#### Task item
Would you output the entries below only from the line containing "self.sent.iter().map(|(id, _)| *id).collect()" through the line containing "flags already consumed.", exactly as they stand and with both ends included?

━━ Material for this task

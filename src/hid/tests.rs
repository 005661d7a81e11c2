//! Unit tests for the HID protocol layer.
//!
//! These tests run on the host (not embedded) and verify report
//! layout, outbound gating, and inbound validation.

use super::config_report::ConfigReport;
use super::descriptor::{ReportLayout, MACROPAD_REPORT_DESCRIPTOR};
use super::keypad::{EncoderReport, KeypadReport, ENCODER_REPORT_SIZE, KEYPAD_REPORT_SIZE};
use super::{on_report_received, HidLayer, ProfileObserver, ReportSink};
use crate::config::{HID_SEND_INTERVAL, KEY_LABELS_LEN};
use crate::error::Error;
use crate::input::{InputSnapshot, InputUpdate};
use crate::profile::Profile;
use embassy_time::{Duration, Instant};

// ═══════════════════════════════════════════════════════════════════════════
// Test doubles
// ═══════════════════════════════════════════════════════════════════════════

struct RecordingSink {
    ready: bool,
    refuse: bool,
    sent: Vec<(u8, Vec<u8>)>,
}

impl RecordingSink {
    fn new() -> Self {
        Self {
            ready: true,
            refuse: false,
            sent: Vec::new(),
        }
    }

    fn ids(&self) -> Vec<u8> {
        self.sent.iter().map(|(id, _)| *id).collect()
    }
}

impl ReportSink for RecordingSink {
    fn is_ready(&self) -> bool {
        self.ready
    }

    fn send(&mut self, report_id: u8, report: &[u8]) -> Result<(), Error> {
        if self.refuse {
            return Err(Error::TransportFull);
        }
        self.sent.push((report_id, report.to_vec()));
        Ok(())
    }
}

#[derive(Default)]
struct CountingObserver {
    calls: Vec<Instant>,
}

impl ProfileObserver for CountingObserver {
    fn on_profile_changed(&mut self, now: Instant) {
        self.calls.push(now);
    }
}

/// Tick timestamps spaced one send interval apart.
fn tick_at(n: u64) -> Instant {
    Instant::from_millis(0) + HID_SEND_INTERVAL * n as u32
}

/// Snapshot with the boot-time HID flags already consumed.
fn quiet_snapshot() -> InputSnapshot {
    let inputs = InputSnapshot::new();
    inputs.take_keypad_dirty();
    inputs.take_encoder_dirty();
    inputs
}

// ═══════════════════════════════════════════════════════════════════════════
// Report layout
// ═══════════════════════════════════════════════════════════════════════════

#[test]
fn keypad_report_is_little_endian_twelve_bits() {
    let mut buf = [0u8; 2];
    let written = KeypadReport::new(0xFA5).serialize(&mut buf);
    assert_eq!(written, KEYPAD_REPORT_SIZE);
    assert_eq!(buf, [0xA5, 0x0F]);

    KeypadReport::new(0xFFFF).serialize(&mut buf);
    assert_eq!(buf, [0xFF, 0x0F]);
}

#[test]
fn encoder_report_button_byte() {
    let mut buf = [0u8; 2];
    let pressed = EncoderReport {
        rotation: 200,
        button: true,
    };
    assert_eq!(pressed.serialize(&mut buf), ENCODER_REPORT_SIZE);
    assert_eq!(buf, [200, 0x01]);

    let released = EncoderReport {
        rotation: 0,
        button: false,
    };
    released.serialize(&mut buf);
    assert_eq!(buf, [0, 0x00]);
}

#[test]
fn report_serialize_buffer_too_small() {
    let mut small_buf = [0u8; 1];
    assert_eq!(KeypadReport::new(1).serialize(&mut small_buf), 0);
    assert_eq!(EncoderReport::default().serialize(&mut small_buf), 0);
}

#[test]
fn descriptor_matches_wire_sizes() {
    let layout = ReportLayout::parse(MACROPAD_REPORT_DESCRIPTOR).unwrap();

    assert_eq!(layout.input_len(1), Some(KEYPAD_REPORT_SIZE));
    assert_eq!(layout.input_len(2), Some(ENCODER_REPORT_SIZE));
    assert_eq!(layout.feature_len(3), Some(8));
    assert_eq!(layout.feature_len(4), Some(KEY_LABELS_LEN));

    assert_eq!(layout.feature_len(1), None);
    assert_eq!(layout.input_len(3), None);
    assert!(layout.report(5).is_none());
}

#[test]
fn descriptor_walker_rejects_truncated_item() {
    // Logical Maximum with a 2-byte value but only one byte present.
    assert!(ReportLayout::parse(&[0x05, 0x01, 0x26, 0xFF]).is_none());
}

// ═══════════════════════════════════════════════════════════════════════════
// Outbound gating
// ═══════════════════════════════════════════════════════════════════════════

#[test]
fn disabled_sending_emits_nothing_but_clears_flags() {
    let inputs = quiet_snapshot();
    let mut hid = HidLayer::new();
    let mut sink = RecordingSink::new();

    for (n, mask) in [0x001u16, 0x003, 0x007, 0x00F].iter().enumerate() {
        inputs.set(InputUpdate::new().key_matrix(*mask));
        hid.tick(tick_at(n as u64), &inputs, &mut sink);
    }
    assert!(sink.sent.is_empty());
    assert!(!inputs.take_keypad_dirty());

    // Re-enable: nothing is flushed until the next real change, and then
    // only the latest state goes out.
    hid.set_event_sending_enabled(true);
    hid.tick(tick_at(4), &inputs, &mut sink);
    assert!(sink.sent.is_empty());

    inputs.set(InputUpdate::new().key_matrix(0x010));
    hid.tick(tick_at(5), &inputs, &mut sink);
    assert_eq!(sink.sent, vec![(1, vec![0x10, 0x00])]);
}

#[test]
fn enabled_sending_emits_keypad_and_encoder_reports() {
    let inputs = quiet_snapshot();
    let mut hid = HidLayer::new();
    hid.set_event_sending_enabled(true);
    let mut sink = RecordingSink::new();

    inputs.set(InputUpdate::new().key_matrix(0x801));
    inputs.set(InputUpdate::new().encoder_1(42).encoder_1_button(true));
    hid.tick(tick_at(0), &inputs, &mut sink);

    assert_eq!(
        sink.sent,
        vec![(1, vec![0x01, 0x08]), (2, vec![42, 0x01])]
    );
}

#[test]
fn clean_flags_send_nothing() {
    let inputs = quiet_snapshot();
    let mut hid = HidLayer::new();
    hid.set_event_sending_enabled(true);
    let mut sink = RecordingSink::new();

    hid.tick(tick_at(0), &inputs, &mut sink);
    // Encoder 0 is UI-only and never reaches the host.
    inputs.set(InputUpdate::new().encoder_0(5).encoder_0_button(true));
    hid.tick(tick_at(1), &inputs, &mut sink);
    assert!(sink.sent.is_empty());
}

#[test]
fn tick_is_throttled_to_send_interval() {
    let inputs = quiet_snapshot();
    let mut hid = HidLayer::new();
    hid.set_event_sending_enabled(true);
    let mut sink = RecordingSink::new();

    inputs.set(InputUpdate::new().key_matrix(1));
    hid.tick(tick_at(0), &inputs, &mut sink);
    inputs.set(InputUpdate::new().key_matrix(2));
    hid.tick(tick_at(0) + Duration::from_millis(3), &inputs, &mut sink);
    assert_eq!(sink.ids(), vec![1]);

    hid.tick(tick_at(1), &inputs, &mut sink);
    assert_eq!(sink.sent.last(), Some(&(1, vec![0x02, 0x00])));
}

#[test]
fn not_ready_transport_keeps_flags_set() {
    let inputs = quiet_snapshot();
    let mut hid = HidLayer::new();
    hid.set_event_sending_enabled(true);
    let mut sink = RecordingSink::new();
    sink.ready = false;

    inputs.set(InputUpdate::new().key_matrix(0x004));
    hid.tick(tick_at(0), &inputs, &mut sink);
    assert!(sink.sent.is_empty());

    sink.ready = true;
    hid.tick(tick_at(1), &inputs, &mut sink);
    assert_eq!(sink.sent, vec![(1, vec![0x04, 0x00])]);
}

#[test]
fn refused_send_is_not_retried() {
    let inputs = quiet_snapshot();
    let mut hid = HidLayer::new();
    hid.set_event_sending_enabled(true);
    let mut sink = RecordingSink::new();
    sink.refuse = true;

    inputs.set(InputUpdate::new().key_matrix(0x020));
    hid.tick(tick_at(0), &inputs, &mut sink);

    sink.refuse = false;
    for n in 1..10 {
        hid.tick(tick_at(n), &inputs, &mut sink);
    }
    assert!(sink.sent.is_empty());
}

// ═══════════════════════════════════════════════════════════════════════════
// Inbound validation
// ═══════════════════════════════════════════════════════════════════════════

fn name_report(name: &[u8; 8]) -> [u8; 9] {
    let mut report = [0u8; 9];
    report[0] = 3;
    report[1..].copy_from_slice(name);
    report
}

#[test]
fn parse_profile_name_report() {
    let report = name_report(b"ABCDEFGH");
    assert_eq!(
        ConfigReport::parse(3, &report),
        Ok(ConfigReport::ProfileName(*b"ABCDEFGH"))
    );
}

#[test]
fn parse_rejects_wrong_lengths() {
    assert_eq!(
        ConfigReport::parse(3, &[3; 8]),
        Err(Error::MalformedReport {
            report_id: 3,
            len: 8
        })
    );
    assert_eq!(
        ConfigReport::parse(3, &[3; 10]),
        Err(Error::MalformedReport {
            report_id: 3,
            len: 10
        })
    );
    assert_eq!(
        ConfigReport::parse(4, &[4; 48]),
        Err(Error::MalformedReport {
            report_id: 4,
            len: 48
        })
    );
    assert_eq!(
        ConfigReport::parse(4, &[]),
        Err(Error::MalformedReport {
            report_id: 4,
            len: 0
        })
    );
}

#[test]
fn parse_rejects_unknown_id() {
    assert_eq!(ConfigReport::parse(7, &[0; 9]), Err(Error::UnknownReport(7)));
}

#[test]
fn valid_name_report_updates_profile_and_notifies() {
    let mut profile = Profile::new();
    let mut observer = CountingObserver::default();
    let now = Instant::from_millis(1234);

    on_report_received(3, &name_report(b"Blender\0"), &mut profile, &mut observer, now);

    assert_eq!(profile.name(), "Blender");
    assert_eq!(observer.calls, vec![now]);
}

#[test]
fn malformed_name_report_leaves_profile_unchanged() {
    let mut profile = Profile::new();
    profile.set_name(b"Keep");
    let mut observer = CountingObserver::default();

    on_report_received(3, &[3, b'X', b'Y'], &mut profile, &mut observer, Instant::from_millis(0));

    assert_eq!(profile.name(), "Keep");
    assert!(observer.calls.is_empty());
}

#[test]
fn key_label_report_updates_labels_without_notifying() {
    let mut report = [b'Q'; 49];
    report[0] = 4;
    report[1] = 0x07;
    let mut profile = Profile::new();
    let mut observer = CountingObserver::default();

    on_report_received(4, &report, &mut profile, &mut observer, Instant::from_millis(0));

    assert_eq!(profile.key_label(0), Some(" QQQ"));
    assert_eq!(profile.key_label(11), Some("QQQQ"));
    assert!(observer.calls.is_empty());
}

#[test]
fn malformed_label_report_leaves_profile_unchanged() {
    let mut profile = Profile::new();
    let mut observer = CountingObserver::default();
    let before = profile.clone();

    on_report_received(4, &[4; 50], &mut profile, &mut observer, Instant::from_millis(0));

    assert_eq!(profile, before);
}

#[test]
fn unknown_report_is_ignored() {
    let mut profile = Profile::new();
    let mut observer = CountingObserver::default();
    let before = profile.clone();

    on_report_received(9, &name_report(b"ABCDEFGH"), &mut profile, &mut observer, Instant::from_millis(0));

    assert_eq!(profile, before);
    assert!(observer.calls.is_empty());
}
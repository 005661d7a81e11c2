//! Build script - copies the linker script into the output directory
//! so that the linker can find it at link time, and exports the short
//! git revision for the version screen.

use std::env;
use std::fs;
use std::path::PathBuf;
use std::process::Command;

fn main() {
    let out_dir = PathBuf::from(env::var("OUT_DIR").unwrap());

    // Copy memory.x to OUT_DIR
    fs::copy("memory.x", out_dir.join("memory.x")).unwrap();

    // Tell cargo to look for linker scripts in OUT_DIR
    println!("cargo:rustc-link-search={}", out_dir.display());

    // Linker scripts for the firmware binary only; host tests link normally.
    if env::var_os("CARGO_FEATURE_EMBEDDED").is_some() {
        println!("cargo:rustc-link-arg-bins=--nmagic");
        println!("cargo:rustc-link-arg-bins=-Tlink.x");
        println!("cargo:rustc-link-arg-bins=-Tdefmt.x");
    }

    // Short git revision, "unknown" outside a checkout.
    let sha = Command::new("git")
        .args(["rev-parse", "--short=8", "HEAD"])
        .output()
        .ok()
        .filter(|out| out.status.success())
        .and_then(|out| String::from_utf8(out.stdout).ok())
        .map(|s| s.trim().to_string())
        .filter(|s| !s.is_empty())
        .unwrap_or_else(|| "unknown".to_string());
    println!("cargo:rustc-env=MACROPAD_GIT_SHA={}", sha);

    // Rebuild if the linker script changes
    println!("cargo:rerun-if-changed=memory.x");
    println!("cargo:rerun-if-changed=build.rs");
    println!("cargo:rerun-if-changed=.git/HEAD");
}
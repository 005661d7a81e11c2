use crate::input::InputState;

/// Move a cursor by `delta` steps around `count` items, wrapping both ways.
pub fn cycle_selection(selected: u8, delta: i8, count: u8) -> u8 {
    if count == 0 {
        return 0;
    }
    (selected as i16 + delta as i16).rem_euclid(count as i16) as u8
}

/// Navigation input between two consecutive UI polls.
///
/// Only encoder 0 drives the menus; its button acts on release.
#[derive(Clone, Copy, Debug, Default, PartialEq, Eq)]
#[cfg_attr(feature = "defmt", derive(defmt::Format))]
pub struct NavInput {
    /// Button went from pressed to released.
    pub button_falling: bool,
    /// Detents turned since the previous poll (wrapping counter difference).
    pub encoder_delta: i8,
}

impl NavInput {
    pub fn between(previous: &InputState, current: &InputState) -> Self {
        Self {
            button_falling: previous.encoder_0_button && !current.encoder_0_button,
            encoder_delta: current.encoder_0.wrapping_sub(previous.encoder_0) as i8,
        }
    }
}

━━━━

#### Response box
        self.sent.iter().map(|(id, _)| *id).collect()
    }
}

impl ReportSink for RecordingSink {
    fn is_ready(&self) -> bool {
        self.ready
    }

    fn send(&mut self, report_id: u8, report: &[u8]) -> Result<(), Error> {
        if self.refuse {
            return Err(Error::TransportFull);
        }
        self.sent.push((report_id, report.to_vec()));
        Ok(())
    }
}

#[derive(Default)]
struct CountingObserver {
    calls: Vec<Instant>,
}

impl ProfileObserver for CountingObserver {
    fn on_profile_changed(&mut self, now: Instant) {
        self.calls.push(now);
    }
}

/// Tick timestamps spaced one send interval apart.
fn tick_at(n: u64) -> Instant {
    Instant::from_millis(0) + HID_SEND_INTERVAL * n as u32
}

/// Snapshot with the boot-time HID flags already consumed.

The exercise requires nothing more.